# WORK ORDER:
Lift out all lines below that contain "REDESIGN".

# MATERIAL TO PROCESS:
────────────────────
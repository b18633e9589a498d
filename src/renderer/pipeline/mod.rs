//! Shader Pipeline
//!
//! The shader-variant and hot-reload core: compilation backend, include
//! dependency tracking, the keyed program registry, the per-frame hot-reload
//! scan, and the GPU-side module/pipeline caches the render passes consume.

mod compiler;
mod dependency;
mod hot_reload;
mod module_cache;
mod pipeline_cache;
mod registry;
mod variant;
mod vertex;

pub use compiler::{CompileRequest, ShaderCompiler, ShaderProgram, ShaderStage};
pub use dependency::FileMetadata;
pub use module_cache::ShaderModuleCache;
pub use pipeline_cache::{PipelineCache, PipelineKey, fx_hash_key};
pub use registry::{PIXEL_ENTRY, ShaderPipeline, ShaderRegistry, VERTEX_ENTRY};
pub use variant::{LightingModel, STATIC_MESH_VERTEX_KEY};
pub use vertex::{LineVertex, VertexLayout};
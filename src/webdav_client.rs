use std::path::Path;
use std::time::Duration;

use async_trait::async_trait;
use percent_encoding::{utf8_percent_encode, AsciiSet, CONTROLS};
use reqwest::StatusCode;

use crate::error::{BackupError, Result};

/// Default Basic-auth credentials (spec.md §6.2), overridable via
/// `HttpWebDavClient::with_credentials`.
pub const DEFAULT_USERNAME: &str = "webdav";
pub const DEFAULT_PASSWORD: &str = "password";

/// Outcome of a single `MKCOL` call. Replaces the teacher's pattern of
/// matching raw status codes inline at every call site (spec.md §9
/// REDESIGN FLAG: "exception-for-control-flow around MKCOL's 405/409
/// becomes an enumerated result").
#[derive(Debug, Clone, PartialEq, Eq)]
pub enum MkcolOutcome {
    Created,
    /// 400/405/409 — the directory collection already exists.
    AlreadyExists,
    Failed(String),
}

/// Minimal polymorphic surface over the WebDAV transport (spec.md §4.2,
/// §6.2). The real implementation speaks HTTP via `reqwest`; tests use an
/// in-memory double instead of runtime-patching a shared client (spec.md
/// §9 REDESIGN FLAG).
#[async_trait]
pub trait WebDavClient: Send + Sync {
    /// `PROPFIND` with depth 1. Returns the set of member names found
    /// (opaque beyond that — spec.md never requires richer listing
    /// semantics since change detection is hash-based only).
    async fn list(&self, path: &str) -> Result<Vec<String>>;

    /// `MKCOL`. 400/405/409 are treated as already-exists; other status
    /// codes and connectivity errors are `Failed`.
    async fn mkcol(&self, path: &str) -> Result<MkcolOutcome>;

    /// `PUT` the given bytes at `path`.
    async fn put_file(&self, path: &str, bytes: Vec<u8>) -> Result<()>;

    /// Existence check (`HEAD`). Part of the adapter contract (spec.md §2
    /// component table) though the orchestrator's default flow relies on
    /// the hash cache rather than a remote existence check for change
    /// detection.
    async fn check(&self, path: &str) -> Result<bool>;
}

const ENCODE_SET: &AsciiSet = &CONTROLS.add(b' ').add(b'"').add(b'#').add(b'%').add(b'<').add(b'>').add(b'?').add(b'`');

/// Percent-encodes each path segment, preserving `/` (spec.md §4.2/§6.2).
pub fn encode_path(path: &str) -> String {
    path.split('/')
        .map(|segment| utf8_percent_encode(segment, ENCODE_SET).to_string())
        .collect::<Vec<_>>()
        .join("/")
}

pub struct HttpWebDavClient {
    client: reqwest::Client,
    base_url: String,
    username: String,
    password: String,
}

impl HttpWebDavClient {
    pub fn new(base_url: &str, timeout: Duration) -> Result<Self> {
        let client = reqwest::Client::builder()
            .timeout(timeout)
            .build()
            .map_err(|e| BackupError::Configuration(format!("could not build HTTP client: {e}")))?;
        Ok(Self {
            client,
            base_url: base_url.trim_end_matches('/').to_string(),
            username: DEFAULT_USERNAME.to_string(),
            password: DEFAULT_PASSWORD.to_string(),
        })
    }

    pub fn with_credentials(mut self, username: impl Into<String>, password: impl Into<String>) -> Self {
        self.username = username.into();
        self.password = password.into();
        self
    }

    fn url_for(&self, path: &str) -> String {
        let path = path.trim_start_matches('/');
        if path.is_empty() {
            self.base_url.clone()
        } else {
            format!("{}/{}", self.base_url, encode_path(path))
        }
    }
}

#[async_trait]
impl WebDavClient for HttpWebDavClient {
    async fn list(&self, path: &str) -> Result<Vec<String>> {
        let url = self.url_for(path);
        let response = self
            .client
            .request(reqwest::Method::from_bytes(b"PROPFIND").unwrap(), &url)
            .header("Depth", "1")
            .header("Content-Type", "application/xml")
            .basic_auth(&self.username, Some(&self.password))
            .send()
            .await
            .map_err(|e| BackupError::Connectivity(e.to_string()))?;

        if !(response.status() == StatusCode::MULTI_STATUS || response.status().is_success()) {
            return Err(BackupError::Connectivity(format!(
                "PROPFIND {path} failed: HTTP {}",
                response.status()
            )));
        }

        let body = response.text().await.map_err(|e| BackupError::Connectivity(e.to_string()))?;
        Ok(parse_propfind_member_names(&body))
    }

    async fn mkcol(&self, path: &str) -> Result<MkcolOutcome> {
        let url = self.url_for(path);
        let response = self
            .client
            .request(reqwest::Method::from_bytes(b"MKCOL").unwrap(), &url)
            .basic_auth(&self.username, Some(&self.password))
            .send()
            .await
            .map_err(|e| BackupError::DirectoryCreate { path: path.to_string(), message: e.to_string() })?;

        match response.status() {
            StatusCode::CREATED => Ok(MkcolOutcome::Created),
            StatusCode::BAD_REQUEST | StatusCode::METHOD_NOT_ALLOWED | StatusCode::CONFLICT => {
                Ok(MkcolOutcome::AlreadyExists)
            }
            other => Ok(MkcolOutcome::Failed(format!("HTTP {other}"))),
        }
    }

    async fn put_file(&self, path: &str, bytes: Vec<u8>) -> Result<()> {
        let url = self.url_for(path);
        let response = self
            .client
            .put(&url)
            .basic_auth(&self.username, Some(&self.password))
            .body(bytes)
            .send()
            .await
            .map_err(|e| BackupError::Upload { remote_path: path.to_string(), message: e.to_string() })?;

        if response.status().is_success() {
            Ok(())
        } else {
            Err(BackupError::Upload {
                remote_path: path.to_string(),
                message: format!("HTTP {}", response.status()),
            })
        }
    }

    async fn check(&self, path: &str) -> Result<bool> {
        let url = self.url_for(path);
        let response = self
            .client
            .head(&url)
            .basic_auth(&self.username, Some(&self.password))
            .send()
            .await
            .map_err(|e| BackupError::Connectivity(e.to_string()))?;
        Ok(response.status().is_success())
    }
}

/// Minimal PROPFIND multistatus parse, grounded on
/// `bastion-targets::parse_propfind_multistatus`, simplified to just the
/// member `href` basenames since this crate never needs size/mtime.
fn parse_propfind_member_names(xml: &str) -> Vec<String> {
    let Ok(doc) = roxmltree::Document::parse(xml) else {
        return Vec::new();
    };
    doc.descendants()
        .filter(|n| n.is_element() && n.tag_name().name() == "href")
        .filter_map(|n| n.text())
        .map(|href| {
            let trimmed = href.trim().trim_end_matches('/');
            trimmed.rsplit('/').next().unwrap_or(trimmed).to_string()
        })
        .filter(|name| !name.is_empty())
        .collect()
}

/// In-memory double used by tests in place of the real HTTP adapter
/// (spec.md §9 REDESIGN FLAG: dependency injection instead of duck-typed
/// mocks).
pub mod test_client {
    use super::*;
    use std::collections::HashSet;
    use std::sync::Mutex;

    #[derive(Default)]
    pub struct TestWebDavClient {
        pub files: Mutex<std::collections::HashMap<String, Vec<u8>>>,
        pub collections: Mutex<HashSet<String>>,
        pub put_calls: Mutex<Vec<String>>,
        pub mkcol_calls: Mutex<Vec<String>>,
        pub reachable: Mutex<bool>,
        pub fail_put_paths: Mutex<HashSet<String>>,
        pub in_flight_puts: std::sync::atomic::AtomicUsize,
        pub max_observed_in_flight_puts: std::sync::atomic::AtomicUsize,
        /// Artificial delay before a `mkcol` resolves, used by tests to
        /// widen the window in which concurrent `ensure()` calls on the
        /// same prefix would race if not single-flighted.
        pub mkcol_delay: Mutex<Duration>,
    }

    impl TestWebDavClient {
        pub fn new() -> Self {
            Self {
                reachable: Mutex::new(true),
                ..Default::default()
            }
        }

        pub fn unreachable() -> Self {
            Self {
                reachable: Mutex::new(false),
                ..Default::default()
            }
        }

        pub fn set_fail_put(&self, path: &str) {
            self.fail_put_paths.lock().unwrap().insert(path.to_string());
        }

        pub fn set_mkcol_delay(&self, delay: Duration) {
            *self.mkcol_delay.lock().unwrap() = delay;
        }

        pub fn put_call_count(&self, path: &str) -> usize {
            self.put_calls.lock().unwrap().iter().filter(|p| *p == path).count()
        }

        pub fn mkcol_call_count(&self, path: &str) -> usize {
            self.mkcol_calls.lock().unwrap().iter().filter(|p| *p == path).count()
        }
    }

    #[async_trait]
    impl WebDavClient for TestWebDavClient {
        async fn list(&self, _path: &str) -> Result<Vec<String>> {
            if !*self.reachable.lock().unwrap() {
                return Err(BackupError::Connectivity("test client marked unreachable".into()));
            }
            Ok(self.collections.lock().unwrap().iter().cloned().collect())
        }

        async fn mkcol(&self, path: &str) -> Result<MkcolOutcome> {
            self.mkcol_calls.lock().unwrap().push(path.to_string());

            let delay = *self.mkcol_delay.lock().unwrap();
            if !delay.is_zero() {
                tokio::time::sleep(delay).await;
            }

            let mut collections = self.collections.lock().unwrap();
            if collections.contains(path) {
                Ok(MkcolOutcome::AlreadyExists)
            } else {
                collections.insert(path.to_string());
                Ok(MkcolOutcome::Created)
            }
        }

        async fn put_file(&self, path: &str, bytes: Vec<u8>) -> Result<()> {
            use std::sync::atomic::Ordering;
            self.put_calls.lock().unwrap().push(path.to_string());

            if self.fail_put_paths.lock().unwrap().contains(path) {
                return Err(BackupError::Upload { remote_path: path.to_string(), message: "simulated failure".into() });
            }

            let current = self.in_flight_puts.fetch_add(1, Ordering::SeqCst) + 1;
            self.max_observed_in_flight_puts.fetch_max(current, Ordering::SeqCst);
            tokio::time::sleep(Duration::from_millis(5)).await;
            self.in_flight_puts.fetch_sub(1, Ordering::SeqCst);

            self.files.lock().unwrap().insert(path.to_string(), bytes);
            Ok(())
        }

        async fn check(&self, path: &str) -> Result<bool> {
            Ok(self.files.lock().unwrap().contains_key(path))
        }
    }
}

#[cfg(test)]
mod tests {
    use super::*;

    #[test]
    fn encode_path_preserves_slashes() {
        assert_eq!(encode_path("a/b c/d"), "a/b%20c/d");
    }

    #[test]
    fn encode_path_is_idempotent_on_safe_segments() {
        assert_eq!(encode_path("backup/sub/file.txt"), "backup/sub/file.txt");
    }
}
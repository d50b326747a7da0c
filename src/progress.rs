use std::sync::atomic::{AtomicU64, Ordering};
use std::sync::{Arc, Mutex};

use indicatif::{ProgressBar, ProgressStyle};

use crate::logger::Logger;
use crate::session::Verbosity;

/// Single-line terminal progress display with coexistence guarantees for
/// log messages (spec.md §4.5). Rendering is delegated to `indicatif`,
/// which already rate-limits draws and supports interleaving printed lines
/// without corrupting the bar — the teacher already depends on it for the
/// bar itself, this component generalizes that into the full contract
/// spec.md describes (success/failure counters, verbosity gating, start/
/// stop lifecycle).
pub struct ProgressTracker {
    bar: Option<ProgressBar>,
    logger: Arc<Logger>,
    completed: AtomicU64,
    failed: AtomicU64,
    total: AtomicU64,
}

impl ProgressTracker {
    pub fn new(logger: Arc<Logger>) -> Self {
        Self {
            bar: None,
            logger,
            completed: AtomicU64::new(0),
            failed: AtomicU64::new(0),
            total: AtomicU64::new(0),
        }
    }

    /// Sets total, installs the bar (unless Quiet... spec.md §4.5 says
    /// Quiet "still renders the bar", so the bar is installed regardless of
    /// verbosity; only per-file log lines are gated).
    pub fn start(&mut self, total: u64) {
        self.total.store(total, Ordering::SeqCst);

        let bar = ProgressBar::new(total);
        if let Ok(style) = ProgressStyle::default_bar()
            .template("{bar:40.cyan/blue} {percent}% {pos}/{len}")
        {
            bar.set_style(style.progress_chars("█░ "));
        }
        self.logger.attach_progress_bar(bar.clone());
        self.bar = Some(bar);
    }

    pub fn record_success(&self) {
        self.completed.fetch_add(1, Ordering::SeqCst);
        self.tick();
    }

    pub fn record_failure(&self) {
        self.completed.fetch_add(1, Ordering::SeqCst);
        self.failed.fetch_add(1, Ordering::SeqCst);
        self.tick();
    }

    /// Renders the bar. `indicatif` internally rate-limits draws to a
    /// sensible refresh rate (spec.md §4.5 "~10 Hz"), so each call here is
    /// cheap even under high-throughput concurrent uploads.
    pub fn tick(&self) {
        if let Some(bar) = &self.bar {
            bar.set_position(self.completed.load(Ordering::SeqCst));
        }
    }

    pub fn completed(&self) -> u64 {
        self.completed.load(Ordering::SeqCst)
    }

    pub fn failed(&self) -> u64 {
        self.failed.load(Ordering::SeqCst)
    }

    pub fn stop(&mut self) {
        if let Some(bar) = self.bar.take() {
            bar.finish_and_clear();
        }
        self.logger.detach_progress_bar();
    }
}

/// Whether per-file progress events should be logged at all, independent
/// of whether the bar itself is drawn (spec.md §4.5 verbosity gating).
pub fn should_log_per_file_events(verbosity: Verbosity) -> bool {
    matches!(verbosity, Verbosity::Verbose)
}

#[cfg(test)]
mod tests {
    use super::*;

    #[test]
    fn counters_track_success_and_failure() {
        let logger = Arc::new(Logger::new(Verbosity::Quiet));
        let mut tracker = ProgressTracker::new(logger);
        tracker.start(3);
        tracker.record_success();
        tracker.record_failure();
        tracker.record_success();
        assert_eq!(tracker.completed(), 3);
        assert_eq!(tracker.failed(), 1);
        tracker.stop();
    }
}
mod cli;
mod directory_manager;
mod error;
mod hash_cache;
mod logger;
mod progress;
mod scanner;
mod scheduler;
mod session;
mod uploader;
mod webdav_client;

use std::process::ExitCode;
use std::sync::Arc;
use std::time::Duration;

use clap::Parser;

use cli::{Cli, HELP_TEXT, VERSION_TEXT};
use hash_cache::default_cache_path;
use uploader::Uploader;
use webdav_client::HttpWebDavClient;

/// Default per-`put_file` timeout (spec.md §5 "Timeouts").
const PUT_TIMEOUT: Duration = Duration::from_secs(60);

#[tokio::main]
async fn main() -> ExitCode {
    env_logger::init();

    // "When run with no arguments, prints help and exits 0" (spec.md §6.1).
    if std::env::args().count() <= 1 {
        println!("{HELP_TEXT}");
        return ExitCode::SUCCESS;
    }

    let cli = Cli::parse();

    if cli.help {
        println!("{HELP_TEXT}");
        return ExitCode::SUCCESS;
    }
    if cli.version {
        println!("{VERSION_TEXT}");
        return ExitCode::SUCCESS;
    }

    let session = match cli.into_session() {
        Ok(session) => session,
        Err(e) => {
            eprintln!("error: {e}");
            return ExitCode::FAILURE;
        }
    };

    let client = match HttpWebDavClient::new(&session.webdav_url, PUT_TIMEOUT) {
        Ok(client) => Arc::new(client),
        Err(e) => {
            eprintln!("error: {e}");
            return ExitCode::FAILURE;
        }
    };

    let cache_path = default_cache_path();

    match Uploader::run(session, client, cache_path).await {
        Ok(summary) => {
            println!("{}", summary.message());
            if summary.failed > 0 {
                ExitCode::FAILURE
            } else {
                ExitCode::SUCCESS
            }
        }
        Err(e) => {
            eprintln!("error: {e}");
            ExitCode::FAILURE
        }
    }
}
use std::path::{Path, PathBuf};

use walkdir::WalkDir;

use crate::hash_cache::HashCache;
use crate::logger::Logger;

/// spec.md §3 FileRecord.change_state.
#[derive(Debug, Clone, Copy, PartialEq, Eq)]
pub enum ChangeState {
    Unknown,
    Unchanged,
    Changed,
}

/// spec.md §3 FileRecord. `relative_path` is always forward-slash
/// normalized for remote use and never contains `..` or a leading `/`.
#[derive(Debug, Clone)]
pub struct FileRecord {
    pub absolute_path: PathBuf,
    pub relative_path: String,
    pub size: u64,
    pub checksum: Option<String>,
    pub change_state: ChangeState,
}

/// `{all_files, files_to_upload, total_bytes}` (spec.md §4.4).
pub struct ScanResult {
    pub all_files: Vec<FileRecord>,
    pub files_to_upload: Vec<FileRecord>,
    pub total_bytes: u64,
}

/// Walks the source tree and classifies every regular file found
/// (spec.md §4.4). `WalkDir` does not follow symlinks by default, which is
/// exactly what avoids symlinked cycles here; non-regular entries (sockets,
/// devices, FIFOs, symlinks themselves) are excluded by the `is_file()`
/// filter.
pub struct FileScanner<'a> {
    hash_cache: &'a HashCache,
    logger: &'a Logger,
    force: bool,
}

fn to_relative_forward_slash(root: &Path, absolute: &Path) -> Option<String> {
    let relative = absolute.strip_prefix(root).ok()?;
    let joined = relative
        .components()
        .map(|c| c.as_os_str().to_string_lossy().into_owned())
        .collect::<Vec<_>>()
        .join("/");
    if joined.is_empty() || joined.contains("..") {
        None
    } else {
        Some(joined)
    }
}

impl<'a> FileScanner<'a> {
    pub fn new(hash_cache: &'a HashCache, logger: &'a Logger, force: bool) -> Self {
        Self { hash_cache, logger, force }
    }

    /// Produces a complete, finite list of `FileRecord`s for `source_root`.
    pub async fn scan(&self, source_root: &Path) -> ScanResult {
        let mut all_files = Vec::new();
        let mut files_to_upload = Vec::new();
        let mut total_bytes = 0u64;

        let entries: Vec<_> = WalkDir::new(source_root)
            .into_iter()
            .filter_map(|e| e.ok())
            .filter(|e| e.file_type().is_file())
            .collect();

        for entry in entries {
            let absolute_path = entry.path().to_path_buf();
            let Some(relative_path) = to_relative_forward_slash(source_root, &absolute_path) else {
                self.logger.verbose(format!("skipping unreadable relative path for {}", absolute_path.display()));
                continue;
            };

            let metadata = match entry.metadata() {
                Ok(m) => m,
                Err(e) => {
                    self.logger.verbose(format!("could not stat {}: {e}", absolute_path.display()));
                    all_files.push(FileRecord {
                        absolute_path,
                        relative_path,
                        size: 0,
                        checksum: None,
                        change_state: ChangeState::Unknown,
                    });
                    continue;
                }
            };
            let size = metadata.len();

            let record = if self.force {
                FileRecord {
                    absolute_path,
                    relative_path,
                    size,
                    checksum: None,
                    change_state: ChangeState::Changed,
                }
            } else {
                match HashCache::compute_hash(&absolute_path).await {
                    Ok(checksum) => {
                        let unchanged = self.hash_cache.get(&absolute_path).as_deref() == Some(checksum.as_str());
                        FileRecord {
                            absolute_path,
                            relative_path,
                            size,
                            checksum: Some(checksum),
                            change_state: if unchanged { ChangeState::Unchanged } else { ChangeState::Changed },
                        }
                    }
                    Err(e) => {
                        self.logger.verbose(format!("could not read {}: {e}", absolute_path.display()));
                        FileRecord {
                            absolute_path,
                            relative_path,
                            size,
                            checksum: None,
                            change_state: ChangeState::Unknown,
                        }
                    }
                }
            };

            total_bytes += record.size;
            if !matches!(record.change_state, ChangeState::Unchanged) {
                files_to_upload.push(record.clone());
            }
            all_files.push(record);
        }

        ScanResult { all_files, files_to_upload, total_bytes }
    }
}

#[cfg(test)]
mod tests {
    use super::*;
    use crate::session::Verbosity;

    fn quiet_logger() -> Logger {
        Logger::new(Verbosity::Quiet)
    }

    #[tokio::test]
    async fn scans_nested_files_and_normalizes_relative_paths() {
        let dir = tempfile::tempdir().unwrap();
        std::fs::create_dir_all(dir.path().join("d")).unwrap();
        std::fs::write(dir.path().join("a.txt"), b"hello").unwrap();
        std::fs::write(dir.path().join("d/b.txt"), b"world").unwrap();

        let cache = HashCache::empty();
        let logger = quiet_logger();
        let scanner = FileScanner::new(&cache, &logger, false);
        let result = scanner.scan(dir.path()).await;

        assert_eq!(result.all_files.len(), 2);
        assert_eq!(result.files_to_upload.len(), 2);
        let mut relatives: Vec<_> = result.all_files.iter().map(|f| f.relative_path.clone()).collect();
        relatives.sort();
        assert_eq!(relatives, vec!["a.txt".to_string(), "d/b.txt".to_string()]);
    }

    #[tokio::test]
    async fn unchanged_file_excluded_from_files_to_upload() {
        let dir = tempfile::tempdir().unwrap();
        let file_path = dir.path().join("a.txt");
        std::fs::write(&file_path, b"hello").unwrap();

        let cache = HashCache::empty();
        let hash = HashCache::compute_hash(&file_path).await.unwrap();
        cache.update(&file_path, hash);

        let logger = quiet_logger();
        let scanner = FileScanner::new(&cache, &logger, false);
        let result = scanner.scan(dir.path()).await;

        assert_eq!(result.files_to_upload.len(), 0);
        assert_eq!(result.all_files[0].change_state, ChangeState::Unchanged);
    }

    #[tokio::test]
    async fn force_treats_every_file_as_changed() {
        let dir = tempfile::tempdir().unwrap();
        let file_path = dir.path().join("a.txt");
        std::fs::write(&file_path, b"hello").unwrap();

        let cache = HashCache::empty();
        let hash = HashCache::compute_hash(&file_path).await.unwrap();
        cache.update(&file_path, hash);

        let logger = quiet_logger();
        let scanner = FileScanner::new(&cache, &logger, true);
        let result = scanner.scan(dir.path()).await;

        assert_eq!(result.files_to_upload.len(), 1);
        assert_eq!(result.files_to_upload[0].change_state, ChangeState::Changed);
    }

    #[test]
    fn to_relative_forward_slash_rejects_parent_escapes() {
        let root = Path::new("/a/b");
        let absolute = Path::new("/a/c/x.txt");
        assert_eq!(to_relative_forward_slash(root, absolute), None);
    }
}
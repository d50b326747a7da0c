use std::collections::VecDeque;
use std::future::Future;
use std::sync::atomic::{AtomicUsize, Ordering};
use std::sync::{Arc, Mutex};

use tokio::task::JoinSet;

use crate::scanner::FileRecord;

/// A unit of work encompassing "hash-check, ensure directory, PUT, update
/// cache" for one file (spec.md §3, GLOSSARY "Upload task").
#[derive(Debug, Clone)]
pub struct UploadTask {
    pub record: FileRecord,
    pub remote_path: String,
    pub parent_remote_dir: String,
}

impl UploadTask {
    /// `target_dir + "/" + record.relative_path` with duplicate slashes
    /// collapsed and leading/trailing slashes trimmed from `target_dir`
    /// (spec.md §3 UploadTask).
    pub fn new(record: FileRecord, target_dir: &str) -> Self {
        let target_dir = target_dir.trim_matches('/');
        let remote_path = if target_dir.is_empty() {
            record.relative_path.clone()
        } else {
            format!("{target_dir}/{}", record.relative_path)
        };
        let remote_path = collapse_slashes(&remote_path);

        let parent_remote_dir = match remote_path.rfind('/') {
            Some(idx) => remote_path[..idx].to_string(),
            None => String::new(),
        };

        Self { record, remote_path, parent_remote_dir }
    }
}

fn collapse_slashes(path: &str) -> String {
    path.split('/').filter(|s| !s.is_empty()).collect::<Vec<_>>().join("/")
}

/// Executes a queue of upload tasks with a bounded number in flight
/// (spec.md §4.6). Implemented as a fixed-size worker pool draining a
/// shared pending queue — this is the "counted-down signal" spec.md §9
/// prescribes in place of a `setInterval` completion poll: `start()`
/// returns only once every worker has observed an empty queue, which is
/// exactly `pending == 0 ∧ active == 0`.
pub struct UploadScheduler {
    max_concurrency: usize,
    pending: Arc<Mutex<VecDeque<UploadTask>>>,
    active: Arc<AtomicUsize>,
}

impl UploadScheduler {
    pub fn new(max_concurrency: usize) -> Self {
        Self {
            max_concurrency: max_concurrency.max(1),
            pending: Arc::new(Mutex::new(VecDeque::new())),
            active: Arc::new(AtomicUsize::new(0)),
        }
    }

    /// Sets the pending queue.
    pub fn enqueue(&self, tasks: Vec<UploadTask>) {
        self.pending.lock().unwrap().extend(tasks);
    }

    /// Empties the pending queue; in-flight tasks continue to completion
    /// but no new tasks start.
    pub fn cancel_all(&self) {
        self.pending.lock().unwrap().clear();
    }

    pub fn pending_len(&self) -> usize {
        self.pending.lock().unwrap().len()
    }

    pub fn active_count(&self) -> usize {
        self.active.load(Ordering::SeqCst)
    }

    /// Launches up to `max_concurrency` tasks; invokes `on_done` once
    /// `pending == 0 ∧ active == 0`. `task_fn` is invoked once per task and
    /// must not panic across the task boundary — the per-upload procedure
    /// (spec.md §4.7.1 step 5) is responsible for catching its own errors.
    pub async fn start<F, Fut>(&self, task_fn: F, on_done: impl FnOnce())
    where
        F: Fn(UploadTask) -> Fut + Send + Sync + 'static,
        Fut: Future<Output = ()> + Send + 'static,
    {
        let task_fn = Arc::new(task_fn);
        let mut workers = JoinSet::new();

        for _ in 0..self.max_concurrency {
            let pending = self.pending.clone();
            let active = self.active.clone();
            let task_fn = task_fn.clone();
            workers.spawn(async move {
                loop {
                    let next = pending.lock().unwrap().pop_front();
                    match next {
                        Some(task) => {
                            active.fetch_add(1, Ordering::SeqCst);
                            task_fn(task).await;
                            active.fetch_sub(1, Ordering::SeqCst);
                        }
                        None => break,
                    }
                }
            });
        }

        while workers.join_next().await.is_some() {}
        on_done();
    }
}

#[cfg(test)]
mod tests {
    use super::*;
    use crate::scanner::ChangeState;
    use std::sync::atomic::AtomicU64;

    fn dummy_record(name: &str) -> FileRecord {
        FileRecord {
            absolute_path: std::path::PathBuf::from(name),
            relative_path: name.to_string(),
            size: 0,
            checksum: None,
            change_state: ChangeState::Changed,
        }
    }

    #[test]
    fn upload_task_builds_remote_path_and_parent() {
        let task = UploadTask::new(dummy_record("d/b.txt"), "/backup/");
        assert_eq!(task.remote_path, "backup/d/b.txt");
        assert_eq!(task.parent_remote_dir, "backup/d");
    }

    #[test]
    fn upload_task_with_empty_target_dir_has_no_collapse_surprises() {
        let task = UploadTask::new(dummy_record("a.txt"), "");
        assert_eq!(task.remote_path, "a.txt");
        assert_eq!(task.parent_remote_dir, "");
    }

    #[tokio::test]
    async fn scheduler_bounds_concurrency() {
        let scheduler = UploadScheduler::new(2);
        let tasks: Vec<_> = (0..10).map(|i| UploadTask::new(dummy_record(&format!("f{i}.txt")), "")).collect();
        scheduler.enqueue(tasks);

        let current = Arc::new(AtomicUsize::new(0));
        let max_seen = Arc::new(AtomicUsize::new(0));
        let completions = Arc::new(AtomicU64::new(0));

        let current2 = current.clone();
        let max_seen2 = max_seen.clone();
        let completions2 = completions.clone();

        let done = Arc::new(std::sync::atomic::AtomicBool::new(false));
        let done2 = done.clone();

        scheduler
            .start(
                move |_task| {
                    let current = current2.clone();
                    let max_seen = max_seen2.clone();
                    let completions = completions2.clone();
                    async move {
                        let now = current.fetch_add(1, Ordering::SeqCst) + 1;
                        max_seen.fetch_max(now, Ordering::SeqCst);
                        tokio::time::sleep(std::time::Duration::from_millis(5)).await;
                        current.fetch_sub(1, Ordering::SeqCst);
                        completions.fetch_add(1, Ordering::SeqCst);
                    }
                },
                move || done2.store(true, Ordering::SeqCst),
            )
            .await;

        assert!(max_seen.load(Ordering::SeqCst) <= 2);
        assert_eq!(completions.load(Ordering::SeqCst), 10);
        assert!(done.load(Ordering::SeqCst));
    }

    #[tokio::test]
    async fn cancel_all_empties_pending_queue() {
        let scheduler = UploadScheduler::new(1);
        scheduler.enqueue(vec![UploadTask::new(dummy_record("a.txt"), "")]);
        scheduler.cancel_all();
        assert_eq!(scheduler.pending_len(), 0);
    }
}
────────────────────
# WRITTEN RESPONSE:
/// REDESIGN FLAG: "exception-for-control-flow around MKCOL's 405/409
/// §9 REDESIGN FLAG).
/// (spec.md §9 REDESIGN FLAG: dependency injection instead of duck-typed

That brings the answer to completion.